I’m sick of seeing Tauchman in the lineup. The only way he should play is if one of Frazier, Aaron Hicks or Brett Gardner is injured.

7. This should be the Yankees’ lineup every night with their current roster:

DJ LeMahieu, 3B
Luke Voit, 1B
Gleyber Torres, SS
Clint Frazier, RF
Miguel Andujar, DH
Aaron Hicks, CF
Gary Sanchez, C
Brett Gardner, LF
Thairo Estrada (preferably)/Tyler Wade, 2B

Unfortunately, Boone would never allow for five right-handed hitters in a row at the top of the lineup, and he would never allow for three of the last four hitters potentially being left-handed. He certainly wouldn’t hit two lefties back-to-back if Gardner were eighth and Wade were playing and ninth. But that’s what the lineup should be.

8. If the Yankees ever get healthy, this is what the lineup should always be:

DJ LeMahieu, 2B
Aaron Judge, RF
Gleyber Torres, SS
Luke Voit, 1B
Giancarlo Stanton, DH
Clint Frazier, LF
Aaron Hicks, CF
Gio Urshela, 3B
Gary Sanchez, C

9. The Yankees were once 16-6. Now they’re 22-21. They were once in first place in the AL East. Now they’re in third place. They were once the 1-seed in the AL playoffs. Now they’re the 8-seed. The Yankees have fallen apart this season to the point that I’m watching the Orioles’ and Tigers’ scores as much as I’m watching the Yankees. I said the Orioles and Tigers! Do you know ridiculous that is? The Orioles lost 108 games last season and the Tigers lost 114, and somehow a year later, the 103-win Yankees are playing at their level. It’s disgusting.

10. I didn’t think a four-game series in September against the Orioles would be a crucial series for the postseason, but here we are as if it’s 2012. There’s 17 games left, and the Yankees need to win all of them.
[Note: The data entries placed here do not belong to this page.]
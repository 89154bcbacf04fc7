//! Inventory entity and payload types
//!
//! These types mirror the backend's JSON shapes exactly. The backend
//! formats timestamps as `"%Y-%m-%d %H:%M:%S"` (naive UTC) rather than
//! RFC 3339, and category labels travel as their human-readable strings,
//! embedded spaces included.

use chrono::NaiveDateTime;
use serde::{Deserialize, Serialize};

/// A stocked raw material (flour, oil, ...)
#[derive(Debug, Clone, PartialEq, Serialize, Deserialize)]
pub struct RawMaterial {
    /// Server-assigned identifier
    pub id: u32,

    /// Display name
    pub name: String,

    /// On-hand quantity; never negative (server-enforced)
    pub quantity: f64,

    /// Unit of measure ("kg", "liters", ...)
    pub unit: String,

    /// Time of the last mutation, as reported by the backend
    #[serde(with = "wire_timestamp")]
    pub last_updated: NaiveDateTime,
}

/// A prepared food item, counted in servings
#[derive(Debug, Clone, PartialEq, Serialize, Deserialize)]
pub struct FoodItem {
    /// Server-assigned identifier
    pub id: u32,

    /// Display name
    pub name: String,

    /// Servings on hand; never negative (server-enforced)
    pub quantity: u32,

    /// Menu category
    pub category: Category,

    /// Time of the last mutation, as reported by the backend
    #[serde(with = "wire_timestamp")]
    pub last_updated: NaiveDateTime,
}

/// Menu category for food items
///
/// Wire strings are the labels verbatim; anything the backend sends that
/// is not in the set falls back to `Other`.
#[derive(Debug, Clone, Copy, PartialEq, Eq, Serialize)]
pub enum Category {
    Appetizer,
    #[serde(rename = "Main Course")]
    MainCourse,
    Dessert,
    Beverage,
    Snack,
    Salad,
    Soup,
    Other,
}

impl<'de> Deserialize<'de> for Category {
    fn deserialize<D>(deserializer: D) -> Result<Self, D::Error>
    where
        D: serde::Deserializer<'de>,
    {
        let label = String::deserialize(deserializer)?;
        Ok(Category::from_label(&label).unwrap_or(Category::Other))
    }
}

impl Category {
    /// All categories, in menu order
    pub const ALL: [Category; 8] = [
        Category::Appetizer,
        Category::MainCourse,
        Category::Dessert,
        Category::Beverage,
        Category::Snack,
        Category::Salad,
        Category::Soup,
        Category::Other,
    ];

    /// Human-readable label; identical to the wire string
    pub fn label(&self) -> &'static str {
        match self {
            Category::Appetizer => "Appetizer",
            Category::MainCourse => "Main Course",
            Category::Dessert => "Dessert",
            Category::Beverage => "Beverage",
            Category::Snack => "Snack",
            Category::Salad => "Salad",
            Category::Soup => "Soup",
            Category::Other => "Other",
        }
    }

    /// Emoji shown on the category chip
    pub fn emoji(&self) -> &'static str {
        match self {
            Category::Appetizer => "\u{1F957}",
            Category::MainCourse => "\u{1F35B}",
            Category::Dessert => "\u{1F370}",
            Category::Beverage => "\u{1F964}",
            Category::Snack => "\u{1F37F}",
            Category::Salad => "\u{1F959}",
            Category::Soup => "\u{1F35C}",
            Category::Other => "\u{1F4E6}",
        }
    }

    /// Parse an exact label, as used by the creation form's select
    pub fn from_label(label: &str) -> Option<Category> {
        Category::ALL.into_iter().find(|c| c.label() == label)
    }
}

/// Creation payload for POST `/api/raw-materials`
#[derive(Debug, Clone, PartialEq, Serialize, Deserialize)]
pub struct NewRawMaterial {
    pub name: String,
    pub quantity: f64,
    pub unit: String,
}

/// Creation payload for POST `/api/food-items`
#[derive(Debug, Clone, PartialEq, Serialize, Deserialize)]
pub struct NewFoodItem {
    pub name: String,
    pub quantity: u32,
    pub category: Category,
}

/// Signed-delta payload for the atomic adjust endpoints
///
/// The backend applies the delta in one operation and rejects with a 400
/// when the result would go negative; the client never pre-clamps.
#[derive(Debug, Clone, PartialEq, Serialize, Deserialize)]
pub struct QuantityAdjustment {
    pub adjustment: f64,
}

/// Error body the backend attaches to non-2xx responses
#[derive(Debug, Clone, PartialEq, Serialize, Deserialize)]
pub struct ApiError {
    pub error: String,
}

/// Serde adapter for the backend's `"%Y-%m-%d %H:%M:%S"` timestamps
pub mod wire_timestamp {
    use chrono::NaiveDateTime;
    use serde::{Deserialize, Deserializer, Serializer};

    pub const FORMAT: &str = "%Y-%m-%d %H:%M:%S";

    pub fn serialize<S>(timestamp: &NaiveDateTime, serializer: S) -> Result<S::Ok, S::Error>
    where
        S: Serializer,
    {
        serializer.serialize_str(&timestamp.format(FORMAT).to_string())
    }

    pub fn deserialize<'de, D>(deserializer: D) -> Result<NaiveDateTime, D::Error>
    where
        D: Deserializer<'de>,
    {
        let value = String::deserialize(deserializer)?;
        NaiveDateTime::parse_from_str(&value, FORMAT).map_err(serde::de::Error::custom)
    }
}

#[cfg(test)]
mod tests {
    use super::*;
    use chrono::NaiveDate;

    fn sample_timestamp() -> NaiveDateTime {
        NaiveDate::from_ymd_opt(2025, 3, 14)
            .unwrap()
            .and_hms_opt(9, 26, 53)
            .unwrap()
    }

    #[test]
    fn test_raw_material_round_trip() {
        let json = r#"{
            "id": 7,
            "name": "Olive Oil",
            "quantity": 12.5,
            "unit": "liters",
            "last_updated": "2025-03-14 09:26:53"
        }"#;

        let material: RawMaterial = serde_json::from_str(json).unwrap();
        assert_eq!(material.id, 7);
        assert_eq!(material.quantity, 12.5);
        assert_eq!(material.last_updated, sample_timestamp());

        let out = serde_json::to_string(&material).unwrap();
        assert!(out.contains("\"last_updated\":\"2025-03-14 09:26:53\""));
    }

    #[test]
    fn test_food_item_category_label_with_space() {
        let json = r#"{
            "id": 3,
            "name": "Beef Rendang",
            "quantity": 8,
            "category": "Main Course",
            "last_updated": "2025-03-14 09:26:53"
        }"#;

        let item: FoodItem = serde_json::from_str(json).unwrap();
        assert_eq!(item.category, Category::MainCourse);

        let out = serde_json::to_string(&item).unwrap();
        assert!(out.contains("\"category\":\"Main Course\""));
    }

    #[test]
    fn test_unknown_category_falls_back_to_other() {
        let item: FoodItem = serde_json::from_str(
            r#"{
                "id": 1,
                "name": "Mystery Dish",
                "quantity": 2,
                "category": "Brunch Special",
                "last_updated": "2025-03-14 09:26:53"
            }"#,
        )
        .unwrap();
        assert_eq!(item.category, Category::Other);
    }

    #[test]
    fn test_category_label_round_trip() {
        for category in Category::ALL {
            assert_eq!(Category::from_label(category.label()), Some(category));
        }
        assert_eq!(Category::from_label("main course"), None);
    }

    #[test]
    fn test_adjustment_payload_shape() {
        let json = serde_json::to_string(&QuantityAdjustment { adjustment: -1.0 }).unwrap();
        assert!(json.contains("\"adjustment\":-1"));

        let parsed: QuantityAdjustment = serde_json::from_str("{\"adjustment\": 2}").unwrap();
        assert_eq!(parsed.adjustment, 2.0);
    }

    #[test]
    fn test_timestamp_rejects_rfc3339() {
        let result = serde_json::from_str::<RawMaterial>(
            r#"{
                "id": 1,
                "name": "Flour",
                "quantity": 4.0,
                "unit": "kg",
                "last_updated": "2025-03-14T09:26:53Z"
            }"#,
        );
        assert!(result.is_err());
    }
}
//! Pantry UI Library
//!
//! This crate provides the browser-side view layer for the Pantry
//! inventory admin page. It fetches the raw-material and food-item
//! collections from the REST backend, renders them as card grids, and
//! issues point mutations (create, delete, quantity adjustments) back.
//!
//! The backend is an external collaborator: this crate holds no
//! authoritative entity state beyond the currently rendered signals.
//!
//! # Modules
//!
//! - [`app`]: Root application component
//! - [`client`]: REST client for the inventory backend
//! - [`components`]: UI components (panels, cards, dialogs, toasts)
//! - [`format`]: Display formatting helpers
//! - [`state`]: Global state management

pub mod app;
pub mod client;
pub mod components;
pub mod format;
pub mod state;

pub use app::App;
Had they played with urgency earlier in the season when they were OK with giving away games in Philadelphia and Tampa, they wouldn’t be hanging on to dear life for the final postseason berth in the AL. But the Yankees chose to treat a 60-game season like a 162-game season and the injuries piled up in this 60-game season like they did in last year’s 162-game season and the “Next Man Up” mantra was greatly exposed.

The Yankees have to find a way to hold off the Orioles and Tigers and simultaneously get healthy over the next 20 days. The current team should be good enough to win enough to remain in a postseason spot until the everyday lineup is available. The current team, however, isn’t good enough to compete in October, and if the Yankees don’t get healthy and don’t get Judge and Urshela back (I gave up on Stanton coming back long ago), they aren’t going anywhere in the postseason.